//! Shared test utilities for the CLI tests.
//!
//! ## Usage
//!
//! ```rust,ignore
//! mod common;
//! use common::prelude::*;
//!
//! #[test]
//! fn test_example() {
//!     let fixture = TestFixture::new().with_go_mod(manifests::SERVICE).with_config(configs::FULL);
//!     fixture.command().arg("generate").assert().success();
//! }
//! ```

use assert_fs::prelude::*;
use std::path::Path;

pub mod prelude {
    pub use assert_cmd::cargo::cargo_bin_cmd;
    pub use assert_fs::prelude::*;
    pub use predicates::prelude::*;

    #[allow(unused_imports)]
    pub use super::configs;
    #[allow(unused_imports)]
    pub use super::manifests;
    pub use super::TestFixture;
}

/// `go.mod` contents.
#[allow(dead_code)]
pub mod manifests {
    pub const SERVICE: &str = r#"module github.com/example/svc

go 1.21

require (
	github.com/lib/pq v1.10.9
	github.com/sapcc/go-api-declarations v1.10.0
	golang.org/x/text v0.14.0 // indirect
)
"#;

    pub const LIBRARY: &str = "module github.com/example/lib\n\ngo 1.22\n";
}

/// `cicd-maker.yaml` contents. All of them pin `defaultBranch` so the tests
/// never shell out to git.
#[allow(dead_code)]
pub mod configs {
    pub const FULL: &str = r#"
metadata:
  url: https://github.com/example/svc
binaries:
  - name: svc
    fromPackage: .
    installTo: bin/
githubWorkflow:
  global:
    defaultBranch: main
  ci:
    enabled: true
    coveralls: true
  securityChecks:
    enabled: true
  license:
    enabled: true
  pushContainerToGhcr:
    enabled: true
renovate:
  enabled: true
  assignees: [octocat]
dockerfile:
  enabled: true
golangciLint:
  createConfig: true
"#;

    pub const RENOVATE_ONLY: &str = r#"
metadata:
  url: https://github.com/example/lib
renovate:
  enabled: true
"#;

    pub const WORKFLOWS_ONLY: &str = r#"
metadata:
  url: https://github.com/example/lib
githubWorkflow:
  global:
    defaultBranch: main
  ci:
    enabled: true
"#;

    pub const UNKNOWN_KEY: &str = r#"
metadata:
  url: https://github.com/example/svc
renovat:
  enabled: true
"#;

    pub const REMOVED_DOCKER_USER: &str = r#"
metadata:
  url: https://github.com/example/svc
binaries:
  - name: svc
    fromPackage: .
    installTo: bin/
dockerfile:
  enabled: true
  user: nobody
"#;
}

/// A temporary repository directory.
pub struct TestFixture {
    temp_dir: assert_fs::TempDir,
}

#[allow(dead_code)]
impl TestFixture {
    pub fn new() -> Self {
        Self {
            temp_dir: assert_fs::TempDir::new().expect("Failed to create temp directory"),
        }
    }

    /// Writes `cicd-maker.yaml`.
    pub fn with_config(self, content: &str) -> Self {
        self.with_file("cicd-maker.yaml", content)
    }

    /// Writes `go.mod`.
    pub fn with_go_mod(self, content: &str) -> Self {
        self.with_file("go.mod", content)
    }

    pub fn with_file(self, path: &str, content: &str) -> Self {
        self.temp_dir
            .child(path)
            .write_str(content)
            .expect("Failed to write file");
        self
    }

    pub fn path(&self) -> &Path {
        self.temp_dir.path()
    }

    pub fn child(&self, path: &str) -> assert_fs::fixture::ChildPath {
        self.temp_dir.child(path)
    }

    /// A `cicd-maker` command running inside the fixture, with colors off.
    pub fn command(&self) -> assert_cmd::Command {
        let mut cmd = assert_cmd::cargo::cargo_bin_cmd!("cicd-maker");
        cmd.current_dir(self.path())
            .env_remove("CICD_MAKER_CONFIG")
            .env("NO_COLOR", "1");
        cmd
    }
}

impl Default for TestFixture {
    fn default() -> Self {
        Self::new()
    }
}
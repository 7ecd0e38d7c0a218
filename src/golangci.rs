//! `.golangci.yaml` generation.

use serde::Serialize;

use crate::constants::AUTOGENERATED_HEADER;
use crate::error::Result;
use crate::resolve::ResolvedConfig;

pub const GOLANGCI_CONFIG_PATH: &str = ".golangci.yaml";

const ENABLED_LINTERS: &[&str] = &[
    "bodyclose",
    "dupl",
    "dupword",
    "durationcheck",
    "errcheck",
    "errname",
    "errorlint",
    "exportloopref",
    "gocheckcompilerdirectives",
    "gocritic",
    "gofmt",
    "goimports",
    "gosec",
    "gosimple",
    "govet",
    "ineffassign",
    "misspell",
    "nilerr",
    "nolintlint",
    "predeclared",
    "rowserrcheck",
    "sqlclosecheck",
    "staticcheck",
    "stylecheck",
    "tenv",
    "unconvert",
    "unparam",
    "unused",
    "usestdlibvars",
    "whitespace",
];

#[derive(Debug, Clone, PartialEq, Serialize)]
#[serde(rename_all = "kebab-case")]
pub struct LintConfig {
    pub run: RunSettings,
    pub issues: IssueSettings,
    pub linters_settings: LintersSettings,
    pub linters: Linters,
}

#[derive(Debug, Clone, PartialEq, Serialize)]
#[serde(rename_all = "kebab-case")]
pub struct RunSettings {
    pub timeout: String,
    pub modules_download_mode: String,
}

#[derive(Debug, Clone, PartialEq, Serialize)]
#[serde(rename_all = "kebab-case")]
pub struct IssueSettings {
    #[serde(skip_serializing_if = "Vec::is_empty")]
    pub exclude_dirs: Vec<String>,
    /// 0 disables the limit; every finding is reported.
    pub max_issues_per_linter: u32,
    pub max_same_issues: u32,
}

#[derive(Debug, Clone, PartialEq, Serialize)]
pub struct LintersSettings {
    pub errcheck: ErrcheckSettings,
    pub misspell: MisspellSettings,
}

#[derive(Debug, Clone, PartialEq, Serialize)]
#[serde(rename_all = "kebab-case")]
pub struct ErrcheckSettings {
    #[serde(skip_serializing_if = "Vec::is_empty")]
    pub exclude_functions: Vec<String>,
}

#[derive(Debug, Clone, PartialEq, Serialize)]
#[serde(rename_all = "kebab-case")]
pub struct MisspellSettings {
    #[serde(skip_serializing_if = "Vec::is_empty")]
    pub ignore_words: Vec<String>,
}

#[derive(Debug, Clone, PartialEq, Serialize)]
#[serde(rename_all = "kebab-case")]
pub struct Linters {
    pub disable_all: bool,
    pub enable: Vec<String>,
}

/// Builds the lint configuration, or `None` unless
/// `golangciLint.createConfig` is set.
pub fn build(config: &ResolvedConfig) -> Option<LintConfig> {
    let lint = &config.golangci_lint;
    if !lint.create_config {
        return None;
    }

    let modules_download_mode = if config.golang.enable_vendoring {
        "vendor"
    } else {
        "readonly"
    };

    Some(LintConfig {
        run: RunSettings {
            timeout: "3m".to_string(),
            modules_download_mode: modules_download_mode.to_string(),
        },
        issues: IssueSettings {
            exclude_dirs: lint.skip_dirs.clone(),
            max_issues_per_linter: 0,
            max_same_issues: 0,
        },
        linters_settings: LintersSettings {
            errcheck: ErrcheckSettings {
                exclude_functions: lint.errcheck_excludes.clone(),
            },
            misspell: MisspellSettings {
                ignore_words: config.spell_check.ignore_words.clone(),
            },
        },
        linters: Linters {
            disable_all: true,
            enable: ENABLED_LINTERS.iter().map(|s| s.to_string()).collect(),
        },
    })
}

impl LintConfig {
    /// Banner, blank line, YAML.
    pub fn render(&self) -> Result<String> {
        Ok(format!(
            "{}\n\n{}",
            AUTOGENERATED_HEADER,
            crate::yaml::to_string(self)?
        ))
    }
}
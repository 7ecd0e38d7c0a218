//! Fixtures shared by the unit tests.

use crate::config::parse;
use crate::error::Result;
use crate::git::VersionControl;
use crate::resolve::{resolve, ResolvedConfig};
use crate::scan::ScanResult;

pub struct NoGit;

impl VersionControl for NoGit {
    fn remote_head(&self) -> Result<String> {
        Ok("refs/remotes/origin/main".to_string())
    }
}

pub fn facts() -> ScanResult {
    ScanResult {
        module_path: Some("github.com/example/svc".to_string()),
        go_version: Some("1.21".to_string()),
        ..Default::default()
    }
}

/// Resolves `githubWorkflow` options on top of a public repository.
pub fn resolved(workflow_yaml: &str) -> ResolvedConfig {
    resolved_with(workflow_yaml, &facts())
}

pub fn resolved_with(workflow_yaml: &str, facts: &ScanResult) -> ResolvedConfig {
    let yaml = format!("metadata:\n  url: https://github.com/example/svc\n{workflow_yaml}");
    resolve(parse(&yaml).unwrap(), facts, &NoGit).unwrap()
}
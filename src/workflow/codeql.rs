//! The `CodeQL` workflow.

use super::{Cron, Job, RunsOn, Step, TokenScope, Workflow};
use crate::constants::{CODEQL_ANALYZE_ACTION, CODEQL_AUTOBUILD_ACTION, CODEQL_INIT_ACTION};
use crate::resolve::ResolvedConfig;

pub const NAME: &str = "CodeQL";

/// Mondays, 07:00 UTC.
const WEEKLY_SCAN: &str = "00 07 * * 1";

pub fn build(config: &ResolvedConfig) -> Option<Workflow> {
    let gh = config.github_workflow()?;
    if !gh.security_checks.enabled {
        return None;
    }

    let default_branch = config.default_branch();
    let mut workflow = Workflow::new(
        NAME,
        default_branch,
        config.security_checks_ignore_paths(),
    );
    if let Some(pr) = workflow.on.pull_request.as_mut() {
        pr.branches = vec![default_branch.to_string()];
    }
    workflow.on.schedule.push(Cron {
        cron: WEEKLY_SCAN.to_string(),
    });
    workflow.permissions.actions.widen(TokenScope::Read);
    workflow.permissions.contents.widen(TokenScope::Read);
    workflow.permissions.security_events.widen(TokenScope::Write);

    let mut job = Job::with_go(
        NAME,
        RunsOn::for_runner(config.is_self_hosted_runner()),
        config.workflow_go_version(),
    );
    job.add_step(
        Step::uses("Initialize CodeQL", CODEQL_INIT_ACTION)
            .with_input("languages", "go")
            .with_input("queries", "security-extended"),
    );
    job.add_step(Step::uses("Autobuild", CODEQL_AUTOBUILD_ACTION));
    job.add_step(Step::uses("Perform CodeQL Analysis", CODEQL_ANALYZE_ACTION));

    workflow.jobs.insert("analyze".to_string(), job);
    Some(workflow)
}
impl ResolvedConfig {
    /// The resolved workflow block, if workflows are configured at all.
    pub fn github_workflow(&self) -> Option<&GithubWorkflowConfig> {
        self.config.github_workflow.as_ref()
    }

    /// Default branch of the repository. Empty when no workflows are
    /// configured.
    pub fn default_branch(&self) -> &str {
        self.github_workflow()
            .and_then(|gh| gh.global.default_branch.as_deref())
            .unwrap_or_default()
    }

    /// Go version used by the workflows.
    pub fn workflow_go_version(&self) -> &str {
        self.github_workflow()
            .and_then(|gh| gh.global.go_version.as_deref())
            .unwrap_or(DEFAULT_GO_VERSION)
    }

    pub fn is_self_hosted_runner(&self) -> bool {
        self.github_workflow()
            .and_then(|gh| gh.global.is_self_hosted_runner)
            .unwrap_or(self.is_internal_instance)
    }

    pub fn ci_ignore_paths(&self) -> &[String] {
        self.github_workflow()
            .and_then(|gh| gh.ci.ignore_paths.as_deref())
            .unwrap_or_default()
    }

    pub fn security_checks_ignore_paths(&self) -> &[String] {
        self.github_workflow()
            .and_then(|gh| gh.security_checks.ignore_paths.as_deref())
            .unwrap_or_default()
    }

    pub fn postgres_enabled(&self) -> bool {
        self.github_workflow()
            .and_then(|gh| gh.ci.postgres.enabled)
            .unwrap_or(false)
    }

    pub fn postgres_version(&self) -> &str {
        self.github_workflow()
            .and_then(|gh| gh.ci.postgres.version.as_deref())
            .unwrap_or(DEFAULT_POSTGRES_VERSION)
    }

    pub fn kubernetes_envtest_version(&self) -> &str {
        self.github_workflow()
            .and_then(|gh| gh.ci.kubernetes_envtest.version.as_deref())
            .unwrap_or(DEFAULT_K8S_ENVTEST_VERSION)
    }

    /// Go version that renovate is constrained to.
    pub fn renovate_go_version(&self) -> &str {
        self.config
            .renovate
            .go_version
            .as_deref()
            .unwrap_or(DEFAULT_GO_VERSION)
    }

    pub fn kubernetes_version(&self) -> &str {
        self.config
            .renovate
            .kubernetes_version
            .as_deref()
            .unwrap_or(DEFAULT_K8S_VERSION)
    }

    /// Module namespace grouped and automerged by renovate. Only resolved
    /// when renovate is enabled.
    pub fn own_namespace(&self) -> Option<&str> {
        self.config.renovate.own_namespace.as_deref()
    }

    /// Whether the repository is hosted somewhere other than github.com.
    pub fn is_internal_instance(&self) -> bool {
        self.is_internal_instance
    }

    /// Application repos declare binaries; library repos do not.
    pub fn is_application(&self) -> bool {
        !self.config.binaries.is_empty()
    }
}
//! Dependency-update policy (`.github/renovate.json`).
//!
//! The policy is a fixed preamble plus an ordered list of package rules. The
//! built-in rules always come first and the user's `renovate.packageRules`
//! are appended unmodified, so a user rule can refine anything a built-in
//! rule set up.

use log::debug;
use serde::Serialize;

use crate::config::PackageRule;
use crate::error::{Error, Result};
use crate::resolve::ResolvedConfig;
use crate::scan::{ScanResult, K8S_IO_PREFIX};

/// Where the policy is written, relative to the repository root.
pub const RENOVATE_CONFIG_PATH: &str = ".github/renovate.json";

const EXTENDS: [&str; 4] = [
    "config:base",
    "default:pinDigestsDisabled",
    "github>whitesource/merge-confidence:beta",
    "docker:disable",
];

/// `constraints` block of the policy.
#[derive(Debug, Clone, PartialEq, Serialize)]
pub struct Constraints {
    pub go: String,
}

/// The serialized policy document. Field order is output order.
#[derive(Debug, Clone, PartialEq, Serialize)]
#[serde(rename_all = "camelCase")]
pub struct RenovateConfig {
    pub extends: Vec<String>,
    #[serde(skip_serializing_if = "Vec::is_empty")]
    pub assignees: Vec<String>,
    pub commit_message_action: String,
    pub constraints: Constraints,
    pub post_update_options: Vec<String>,
    #[serde(skip_serializing_if = "Vec::is_empty")]
    pub package_rules: Vec<PackageRule>,
    pub pr_hourly_limit: u32,
    pub schedule: Vec<String>,
    pub semantic_commits: String,
}

impl RenovateConfig {
    /// Serializes to the on-disk format: two-space indented JSON with a
    /// trailing newline. `<` and `>` in `allowedVersions` stay literal.
    pub fn to_json(&self) -> Result<String> {
        let mut json = serde_json::to_string_pretty(self)?;
        json.push('\n');
        Ok(json)
    }
}

/// Builds the policy from the resolved configuration and the scanned facts.
pub fn build(config: &ResolvedConfig, facts: &ScanResult) -> Result<RenovateConfig> {
    let go_version = major_minor(config.renovate_go_version());
    let own_namespace = match config.own_namespace() {
        Some(ns) => ns.to_string(),
        None => crate::resolve::namespace_of(facts.require_module_path()?),
    };

    let mut rules = vec![
        PackageRule {
            match_package_names: vec!["golang".to_string()],
            allowed_versions: Some(format!("{}.x", go_version)),
            ..Default::default()
        },
        PackageRule {
            match_package_patterns: vec![namespace_pattern(&own_namespace)],
            group_name: Some(own_namespace.clone()),
            auto_merge: Some(true),
            ..Default::default()
        },
        PackageRule {
            match_package_patterns: vec![".*".to_string()],
            exclude_package_patterns: vec![namespace_pattern(&own_namespace)],
            group_name: Some("External dependencies".to_string()),
            auto_merge: Some(false),
            ..Default::default()
        },
    ];

    if facts.has_k8s_io_deps {
        rules.push(PackageRule {
            match_package_prefixes: vec![K8S_IO_PREFIX.to_string()],
            allowed_versions: Some(k8s_io_allowed_versions(config.kubernetes_version())?),
            ..Default::default()
        });
    }

    rules.extend(config.renovate.package_rules.iter().cloned());
    debug!(
        "renovate: {} package rules ({} from config)",
        rules.len(),
        config.renovate.package_rules.len()
    );

    let post_update_options = if go_version == "1.17" {
        ["gomodTidy1.17", "gomodUpdateImportPaths"]
    } else {
        ["gomodTidy", "gomodUpdateImportPaths"]
    };

    Ok(RenovateConfig {
        extends: EXTENDS.iter().map(|s| s.to_string()).collect(),
        assignees: config.renovate.assignees.clone(),
        commit_message_action: "Renovate: Update".to_string(),
        constraints: Constraints {
            go: go_version.to_string(),
        },
        post_update_options: post_update_options.iter().map(|s| s.to_string()).collect(),
        package_rules: rules,
        pr_hourly_limit: 0,
        schedule: vec![schedule(config.is_internal_instance(), config.is_application()).to_string()],
        semantic_commits: "disabled".to_string(),
    })
}

/// Weekly PR window. Libraries update a day ahead of applications so their
/// updates reach the applications in the same week.
pub fn schedule(is_internal: bool, is_application: bool) -> &'static str {
    match (is_internal, is_application) {
        (false, true) => "before 8am on Friday",
        (true, true) => "on Friday",
        (false, false) => "before 8am on Thursday",
        (true, false) => "on Thursday",
    }
}

/// Regex matching every module below `namespace`.
fn namespace_pattern(namespace: &str) -> String {
    format!("^{}/.*", regex::escape(namespace))
}

/// `1.21.4` -> `1.21`; versions with fewer components are returned as is.
fn major_minor(version: &str) -> &str {
    match version.match_indices('.').nth(1) {
        Some((idx, _)) => &version[..idx],
        None => version,
    }
}

/// Client libraries under `k8s.io/` are versioned `v0.<minor>.x` for
/// Kubernetes `1.<minor>`. Clusters support one minor version of skew, so
/// the allowed range is one minor ahead of the cluster version.
///
/// # Examples
///
/// ```
/// use cicd_maker::renovate::k8s_io_allowed_versions;
///
/// assert_eq!(k8s_io_allowed_versions("1.26").unwrap(), "0.27.x");
/// assert!(k8s_io_allowed_versions("v1").is_err());
/// ```
pub fn k8s_io_allowed_versions(kubernetes_version: &str) -> Result<String> {
    let invalid = || {
        Error::invalid_config(
            "renovate.kubernetesVersion",
            format!(
                "{:?} is not a valid Kubernetes version, expected something like \"1.26\"",
                kubernetes_version
            ),
        )
    };

    let mut parts = kubernetes_version.trim().split('.');
    let major: u32 = parts
        .next()
        .and_then(|p| p.parse().ok())
        .ok_or_else(invalid)?;
    let minor: u32 = parts
        .next()
        .and_then(|p| p.parse().ok())
        .ok_or_else(invalid)?;
    if major == 0 || parts.count() > 1 {
        return Err(invalid());
    }
    let next_minor = minor.checked_add(1).ok_or_else(invalid)?;

    Ok(format!("{}.{}.x", major - 1, next_minor))
}
//! # CLI Command Implementations
//!
//! Each subcommand of `cicd-maker` lives in its own file and consists of:
//! - an `Args` struct deriving `clap::Args`,
//! - an `execute` function that calls into the `cicd_maker` library.

pub mod completions;
pub mod generate;
pub mod scan;
pub mod validate;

■ **How to complete this task**:
List all lines from the entries that include the word "configuration".

■ **Task response**:
/// Builds the lint configuration, or `None` unless
/// Builds the policy from the resolved configuration and the scanned facts.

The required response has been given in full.